The funding needs are being set out as Standard & Poor’s, Moody’s Investors Service and Fitch Ratings review the sovereign creditworthiness of Europe’s second-largest economy. Sarkozy, who faces an election in four months, has sought to prepare the ground for a possible downgrade, saying Dec. 12 that the loss of the AAA rating wouldn’t be “insurmountable.”
“The financing conditions of France remain very good,” AFT Chief Executive Philippe Mills said today on a conference call from Paris. “There is no movement among investors to reallocate assets.”
The premium France pays over Germany to borrow for 10 years is now 113 basis points, up from 40 basis points at the end of last year.
Even so, the average financing costs of medium and long-term debt sold in 2011 was 2.8 percent, the second-lowest level since the creation of the euro after the 2.53 percent yield achieved in 2010, the AFT said. The bid-to-cover ratio at all auctions this year was 2.4, up from 2.1 in 2010.
Not Just France
Mills said the ratings companies’ reviews of France’s AAA status stem from Europe’s sovereign debt crisis and don’t target France alone. He also said when the 10-year spread with German bonds jumped to a two-decade high of more than 200 basis points in the fourth quarter, the AFT saw an increase in demand from emerging market central banks and sovereign wealth funds, as well as domestic buyers, including insurers.

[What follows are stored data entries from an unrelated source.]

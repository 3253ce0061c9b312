//! Output formatting for resolved subnets.
//!
//! - [`csv`] - CSV rows for resolved subnets
//! - [`terminal`] - field padding and banners

mod csv;
mod terminal;

pub use csv::{format_subnet_row, print_subnets, CSV_HEADER};
pub use terminal::{banner, format_field};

“When there was market turbulence in the fourth quarter, emerging market central banks and sovereign wealth funds remained net buyers,” Mills said. “There was also a large number of domestic investors that came into the market as soon as we saw just a slight increase in yields.”
The proportion of short-term debt in France’s overall debt stock has dropped to 13.5 percent, from 15.2 percent a year ago and 18.6 percent at the end of 2009, the AFT said. France’s national debt stood at 1.69 trillion euros at the end of the second quarter, according to national statistics office Insee.

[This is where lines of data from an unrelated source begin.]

//! Cloud CLI command execution.
//!
//! Provides utilities for running inventory CLI commands and collecting their output.

use crate::config::MAX_INVENTORY_OUTPUT;
use crate::error::InventoryError;
use colored::Colorize;
use regex::Regex;
use std::sync::OnceLock;
use tokio::process::Command;

/// Regex for splitting command strings while preserving quoted substrings.
static COMMAND_REGEX: OnceLock<Regex> = OnceLock::new();

fn get_command_regex() -> Result<&'static Regex, InventoryError> {
    if let Some(re) = COMMAND_REGEX.get() {
        return Ok(re);
    }
    let re = Regex::new(r#"'([^']*)'\s*|"([^"]*)"\s*|([^'"\s]+)\s*"#)
        .map_err(|e| InventoryError::Other(format!("Invalid Regex: {e}")))?;
    Ok(COMMAND_REGEX.get_or_init(|| re))
}

/// Run `cmd` followed by `args` and return its stdout.
///
/// `cmd` is split on spaces with quoted substrings kept together; `args` are
/// passed through untouched. The child is killed if the returned future is
/// dropped before it exits.
///
/// # Arguments
/// * `cmd` - The command string, program first
/// * `args` - Extra arguments appended as-is
///
/// # Returns
/// * `Ok(String)` - The stdout output on success
/// * `Err` - If the command cannot start, exits non-zero, or produces too much output
pub async fn run(cmd: &str, args: &[String]) -> Result<String, InventoryError> {
    let mut parts = split_and_strip(cmd)?;
    parts.extend(args.iter().map(String::as_str));
    let command_line = parts.join(" ");
    log::debug!("run({})", command_line.on_blue());

    let (program, rest) = parts.split_first().ok_or(InventoryError::EmptyCommand)?;
    let output = Command::new(program)
        .args(rest)
        .kill_on_drop(true)
        .output()
        .await
        .map_err(|source| {
            log::error!("Command execution failed: {source}");
            InventoryError::Spawn {
                command: command_line.clone(),
                source,
            }
        })?;

    if !output.status.success() {
        let stderr = String::from_utf8_lossy(&output.stderr).trim().to_string();
        log::trace!(
            "code={code:?}, status={status}\n┎######\nstderr=\n{stderr}\n┖######",
            code = output.status.code(),
            status = output.status,
            stderr = stderr.red()
        );
        log::warn!(
            "{failed} to run {cmd}",
            failed = "failed".on_red(),
            cmd = command_line.on_blue()
        );
        return Err(InventoryError::CommandFailed {
            command: command_line,
            status: output.status.to_string(),
            stderr,
        });
    }

    log::debug!("Success output.stdout.len(): {}", output.stdout.len());
    if output.stdout.len() > MAX_INVENTORY_OUTPUT {
        return Err(InventoryError::OutputTooLarge(output.stdout.len()));
    }

    Ok(String::from_utf8(output.stdout)?)
}

/// Split a command string on spaces, preserving quoted substrings.
///
/// # Arguments
/// * `input` - The command string to split
///
/// # Returns
/// * `Ok(Vec<&str>)` - The words, quotes stripped; `''` yields an empty word
/// * `Err` - If the splitting regex cannot be built
pub fn split_and_strip(input: &str) -> Result<Vec<&str>, InventoryError> {
    let re = get_command_regex()?;
    Ok(re
        .captures_iter(input)
        .filter_map(|caps| caps.get(1).or_else(|| caps.get(2)).or_else(|| caps.get(3)))
        .map(|m| m.as_str())
        .collect())
}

Short-term debt sales will drop by another 4.2 billion euros next year, the AFT said. The AFT bought back 23.8 billion of bonds this year and will continue to buy back in the months ahead, depending on market conditions.
“In terms of overall strategy, our intention is to remain transparent, predictable and flexible,” Mills said.
The AFT is studying the possibility of issuing variable-rate long-term bonds, he added.